In my dream I am standing before the Locked Room in the Monstrumarium with Adolphus Ainesworth, and he is fumbling with his keys.

The doctor said you’d want to see this
.

But I’m not allowed
.

The doctor said
.

He unlocks the door, and I follow him inside.

Now, let’s see… Where did I put it? Ah, yes. Here it is!

He’s pulling a container the size of a shoe box from its niche, setting it upon a table.

Go on, open it! He wanted you to see
.

My fingers are trembling. The lid doesn’t want to come off. Is the box quivering, or is it my hand?

I can’t open it
.

There is something in the box. It is alive. It vibrates against my fingers.

Thickheaded boy! You can’t open it because you’re asleep!
You want to know what’s in the box, you have to wake up. Wake up, Will Henry, wake up!

I did as he commanded, breaking the surface between my dream and the dark room with a startled cry, my heart racing in panic; for a moment I could not remember where I was—could not remember
who
I was… until a voice beside the bed reminded me.

“Will Henry.”

“Dr. Warthrop?”

“You were dreaming, I think.”

“Yes… I was.”

The light in the hall was on; it was the only light. It streamed across the floor and up the wall beside the bed. The monstrumologist stood on the side opposite the light.

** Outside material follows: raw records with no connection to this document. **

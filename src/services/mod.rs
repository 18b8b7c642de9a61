pub mod aci;
pub mod github;
pub mod log_stream;
pub mod monitor;
pub mod report;
pub mod status;
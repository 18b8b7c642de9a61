use std::io::{self, Write};
use tracing::debug;

use crate::config::MonitorSettings;
use crate::models::build_result::{BuildOutcome, BuildResult};
use crate::services::github::{write_annotation, AnnotationLevel, CiEnvironment};

const BANNER_WIDTH: usize = 60;

/// Turns finished build results into a console summary and, under CI,
/// annotations, a job summary and step outputs.
pub struct Reporter<'a> {
    env: &'a dyn CiEnvironment,
    settings: MonitorSettings,
}

impl<'a> Reporter<'a> {
    pub fn new(env: &'a dyn CiEnvironment, settings: MonitorSettings) -> Self {
        Self { env, settings }
    }

    /// Report `results` and return the failed ones.
    pub fn report_results<W: Write + ?Sized>(
        &self,
        results: &[BuildResult],
        repo: Option<&str>,
        out: &mut W,
    ) -> Result<Vec<BuildResult>, ReportError> {
        if let Some(repo) = repo {
            debug!(repo, "Reporting build results");
        }

        let failed: Vec<&BuildResult> = results.iter().filter(|r| r.failed()).collect();
        let succeeded: Vec<&BuildResult> = results.iter().filter(|r| r.succeeded()).collect();

        write_console_summary(&mut *out, results)?;

        if self.env.is_ci() {
            for r in &failed {
                let tail = if r.logs_tail.is_empty() {
                    "(no logs available)"
                } else {
                    r.logs_tail.as_str()
                };
                write_annotation(
                    &mut *out,
                    AnnotationLevel::Error,
                    &format!(
                        "Build failed with exit code {}.\n\nLast {} lines:\n{}",
                        r.process_exit_code(),
                        self.settings.tail_lines,
                        tail
                    ),
                    Some(&format!("{} build failed", r.image_name)),
                )?;
            }

            for r in &succeeded {
                write_annotation(
                    &mut *out,
                    AnnotationLevel::Notice,
                    "Build completed successfully.",
                    Some(&format!("{} build succeeded", r.image_name)),
                )?;
            }

            self.env.write_summary(&markdown_summary(results))?;

            let build_result = if !failed.is_empty() {
                BuildOutcome::Failed
            } else if !succeeded.is_empty() {
                BuildOutcome::Succeeded
            } else {
                BuildOutcome::Unknown
            };
            self.env.write_output("build_result", &build_result.to_string())?;

            if !failed.is_empty() {
                self.env.write_output("failed_images", &join_names(&failed))?;
            }
            if !succeeded.is_empty() {
                self.env.write_output("succeeded_images", &join_names(&succeeded))?;
            }
        }

        Ok(failed.into_iter().cloned().collect())
    }
}

fn join_names(results: &[&BuildResult]) -> String {
    results
        .iter()
        .map(|r| r.image_name.as_str())
        .collect::<Vec<_>>()
        .join(",")
}

fn glyph(outcome: BuildOutcome) -> &'static str {
    match outcome {
        BuildOutcome::Succeeded => "✓",
        BuildOutcome::Failed => "✗",
        BuildOutcome::Unknown => "?",
    }
}

fn status_label(outcome: BuildOutcome) -> &'static str {
    match outcome {
        BuildOutcome::Succeeded => ":white_check_mark: Succeeded",
        BuildOutcome::Failed => ":x: Failed",
        BuildOutcome::Unknown => ":grey_question: Unknown",
    }
}

pub fn write_console_summary<W: Write + ?Sized>(
    out: &mut W,
    results: &[BuildResult],
) -> io::Result<()> {
    let rule = "=".repeat(BANNER_WIDTH);

    writeln!(out)?;
    writeln!(out, "{}", rule)?;
    writeln!(out, "BUILD RESULTS")?;
    writeln!(out, "{}", rule)?;
    for r in results {
        let code = r
            .exit_code
            .map(|c| format!(" (exit code {})", c))
            .unwrap_or_default();
        writeln!(
            out,
            "  {} {}: {}{}",
            glyph(r.outcome()),
            r.image_name,
            r.state,
            code
        )?;
    }
    writeln!(out, "{}", rule)?;
    out.flush()
}

/// Markdown table of all results followed by the logs of failed builds.
pub fn markdown_summary(results: &[BuildResult]) -> String {
    let mut lines = vec![
        "## Build Results\n".to_string(),
        "| Image | Status | Exit Code | Details |".to_string(),
        "|-------|--------|-----------|---------|".to_string(),
    ];

    for r in results {
        let code = r
            .exit_code
            .map(|c| c.to_string())
            .unwrap_or_else(|| "-".to_string());
        let portal = r
            .portal_url
            .as_deref()
            .filter(|url| !url.is_empty())
            .map(|url| format!("[Portal]({})", url))
            .unwrap_or_else(|| "-".to_string());
        lines.push(format!(
            "| {} | {} | {} | {} |",
            r.image_name,
            status_label(r.outcome()),
            code,
            portal
        ));
    }
    lines.push(String::new());

    let failed: Vec<&BuildResult> = results.iter().filter(|r| r.failed()).collect();
    if !failed.is_empty() {
        lines.push("### Failure Logs\n".to_string());
        for r in failed {
            lines.push(format!("<details><summary>{}</summary>\n", r.image_name));
            lines.push(format!("```\n{}\n```\n", r.logs_tail));
            lines.push("</details>\n".to_string());
        }
    }

    lines.join("\n")
}

#[derive(Debug, thiserror::Error)]
pub enum ReportError {
    #[error("Failed to write build report: {0}")]
    Io(#[from] io::Error),
}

“What was your dream?” he asked.

I shook my head. “I—I don’t remember.”

“‘Between the sleeping and the waking, it is there.… Between the rising and resting, it is there.… It is always there.’”

There was the bar of light on the floor and the column of light on the wall, but the bar and the column bled their substance into the room; I could see his face dimly, but I could not read his eyes.

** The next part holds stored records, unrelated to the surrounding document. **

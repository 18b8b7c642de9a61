pub mod build_result;
pub mod container_group;
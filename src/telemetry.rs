use tracing_subscriber::EnvFilter;

/// Install the global tracing subscriber for a binary.
///
/// Diagnostics go to stderr; stdout carries build logs and the report.
/// `RUST_LOG` overrides the default `info` filter.
pub fn init_tracing(json: bool) {
    let filter = EnvFilter::try_from_default_env().unwrap_or_else(|_| EnvFilter::new("info"));
    let subscriber = tracing_subscriber::fmt()
        .with_env_filter(filter)
        .with_writer(std::io::stderr);

    if json {
        subscriber.json().init();
    } else {
        subscriber.init();
    }
}
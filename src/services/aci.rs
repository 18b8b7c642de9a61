use async_trait::async_trait;
use reqwest::{Client, StatusCode};

use crate::models::container_group::{ContainerGroup, ContainerLogs};

/// Read access to the container groups that run image builds.
#[async_trait]
pub trait ContainerClient: Send + Sync {
    /// Fetch the current descriptor of a container group.
    async fn get_container_group(
        &self,
        resource_group: &str,
        name: &str,
    ) -> Result<ContainerGroup, AciError>;

    /// Fetch the accumulated log text of one container.
    ///
    /// Logs that are not available yet come back as empty text, not an error.
    async fn list_logs(
        &self,
        resource_group: &str,
        container_group: &str,
        container: &str,
    ) -> Result<String, AciError>;
}

/// Client for the Azure Container Instances ARM REST API.
pub struct AciClient {
    http: Client,
    endpoint: String,
    subscription_id: String,
    access_token: String,
    api_version: String,
}

impl AciClient {
    pub fn new(
        endpoint: &str,
        subscription_id: &str,
        access_token: &str,
        api_version: &str,
    ) -> Self {
        Self {
            http: Client::new(),
            endpoint: endpoint.trim_end_matches('/').to_string(),
            subscription_id: subscription_id.to_string(),
            access_token: access_token.to_string(),
            api_version: api_version.to_string(),
        }
    }

    fn group_url(&self, resource_group: &str, name: &str) -> String {
        format!(
            "{}/subscriptions/{}/resourceGroups/{}/providers/Microsoft.ContainerInstance/containerGroups/{}",
            self.endpoint, self.subscription_id, resource_group, name
        )
    }

    fn logs_url(&self, resource_group: &str, container_group: &str, container: &str) -> String {
        format!(
            "{}/containers/{}/logs",
            self.group_url(resource_group, container_group),
            container
        )
    }

    async fn get(&self, url: &str) -> Result<reqwest::Response, AciError> {
        self.http
            .get(format!("{}?api-version={}", url, self.api_version))
            .bearer_auth(&self.access_token)
            .send()
            .await
            .map_err(AciError::Http)
    }
}

#[async_trait]
impl ContainerClient for AciClient {
    async fn get_container_group(
        &self,
        resource_group: &str,
        name: &str,
    ) -> Result<ContainerGroup, AciError> {
        let response = self.get(&self.group_url(resource_group, name)).await?;

        let status = response.status();
        if !status.is_success() {
            let body = response.text().await.unwrap_or_default();
            return Err(AciError::Status {
                status: status.as_u16(),
                body,
            });
        }

        let body = response.text().await.map_err(AciError::Http)?;
        serde_json::from_str(&body).map_err(AciError::Parse)
    }

    async fn list_logs(
        &self,
        resource_group: &str,
        container_group: &str,
        container: &str,
    ) -> Result<String, AciError> {
        let url = self.logs_url(resource_group, container_group, container);
        let response = self.get(&url).await?;

        let status = response.status();
        if status == StatusCode::NOT_FOUND {
            tracing::trace!(container_group, container, "Logs not available yet");
            return Ok(String::new());
        }
        if !status.is_success() {
            let body = response.text().await.unwrap_or_default();
            return Err(AciError::Status {
                status: status.as_u16(),
                body,
            });
        }

        let body = response.text().await.map_err(AciError::Http)?;
        let logs: ContainerLogs = serde_json::from_str(&body).map_err(AciError::Parse)?;
        Ok(logs.content.unwrap_or_default())
    }
}

#[derive(Debug, thiserror::Error)]
pub enum AciError {
    #[error("HTTP request failed: {0}")]
    Http(#[from] reqwest::Error),

    #[error("Container Instances API returned status {status}: {body}")]
    Status { status: u16, body: String },

    #[error("Failed to parse Container Instances response: {0}")]
    Parse(#[from] serde_json::Error),
}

“Is that from a poem?” I asked.

“From a very anemic attempt at one, yes.”

“You wrote it, didn’t you?”

His hand rose, fell. “How is your hand?”

“It doesn’t hurt.”

“Will Henry,” he gently chided.

“Sometimes it throbs a little.”

“You must hold it above your heart.”

I tried it. “Yes, sir. It does help. Thank you.”

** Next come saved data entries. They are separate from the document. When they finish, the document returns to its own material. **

//! Service Catalog Repository

use super::{parse_record_id, BaseRepository, RepoError, RepoResult};
use crate::db::models::{Service, ServiceCreate, ServiceUpdate};
use chrono::Utc;
use surrealdb::{RecordId, Surreal};
use surrealdb::engine::local::Db;

const TABLE: &str = "service";

#[derive(Clone)]
pub struct ServiceRepository {
    base: BaseRepository,
}

impl ServiceRepository {
    pub fn new(db: Surreal<Db>) -> Self {
        Self {
            base: BaseRepository::new(db),
        }
    }

    pub async fn find_all(&self) -> RepoResult<Vec<Service>> {
        let services: Vec<Service> = self
            .base
            .db()
            .query("SELECT * FROM service ORDER BY service_name")
            .await?
            .take(0)?;
        Ok(services)
    }

    pub async fn find_by_id(&self, id: &str) -> RepoResult<Option<Service>> {
        let thing = parse_record_id(id)?;
        let service: Option<Service> = self.base.db().select(thing).await?;
        Ok(service)
    }

    /// Resolve a list of service references, preserving order. Errors
    /// if any reference is dangling.
    pub async fn resolve_all(&self, ids: &[RecordId]) -> RepoResult<Vec<Service>> {
        let mut services = Vec::with_capacity(ids.len());
        for id in ids {
            let service: Option<Service> = self.base.db().select(id.clone()).await?;
            services.push(
                service.ok_or_else(|| RepoError::NotFound(format!("Service {} not found", id)))?,
            );
        }
        Ok(services)
    }

    pub async fn create(&self, data: ServiceCreate) -> RepoResult<Service> {
        let now = Utc::now();
        let service = Service {
            id: None,
            service_type: data.service_type,
            service_name: data.service_name,
            price: data.price,
            created_at: Some(now),
            updated_at: Some(now),
        };

        let created: Option<Service> = self.base.db().create(TABLE).content(service).await?;
        created.ok_or_else(|| RepoError::Database("Failed to create service".to_string()))
    }

    pub async fn update(&self, id: &str, data: ServiceUpdate) -> RepoResult<Service> {
        let thing = parse_record_id(id)?;
        let existing = self
            .find_by_id(id)
            .await?
            .ok_or_else(|| RepoError::NotFound(format!("Service {} not found", id)))?;

        let merged = Service {
            id: None,
            service_type: data.service_type.unwrap_or(existing.service_type),
            service_name: data.service_name.unwrap_or(existing.service_name),
            price: data.price.unwrap_or(existing.price),
            updated_at: Some(Utc::now()),
            ..existing
        };

        let updated: Option<Service> = self.base.db().update(thing).content(merged).await?;
        updated.ok_or_else(|| RepoError::NotFound(format!("Service {} not found", id)))
    }

    pub async fn delete(&self, id: &str) -> RepoResult<bool> {
        let thing = parse_record_id(id)?;
        let deleted: Option<Service> = self.base.db().delete(thing).await?;
        Ok(deleted.is_some())
    }
}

“Do you still feel it? As if the finger were still there?”

“Sometimes.”

“I had no choice.”

“I know.”

“The risk was… unacceptable.”

He sat on the edge of the bed. More light upon his face, nothing more illuminated. Why had he been standing in the dark, watching me?

“You do not know this, of course. But afterward I took the rope, and I was going to tie you up—only as a precaution…”

I opened my mouth to say,
I know. I saw you
. But he held up his finger to stop me.

“I couldn’t do it. It was the wise thing to do, but I couldn’t do it.”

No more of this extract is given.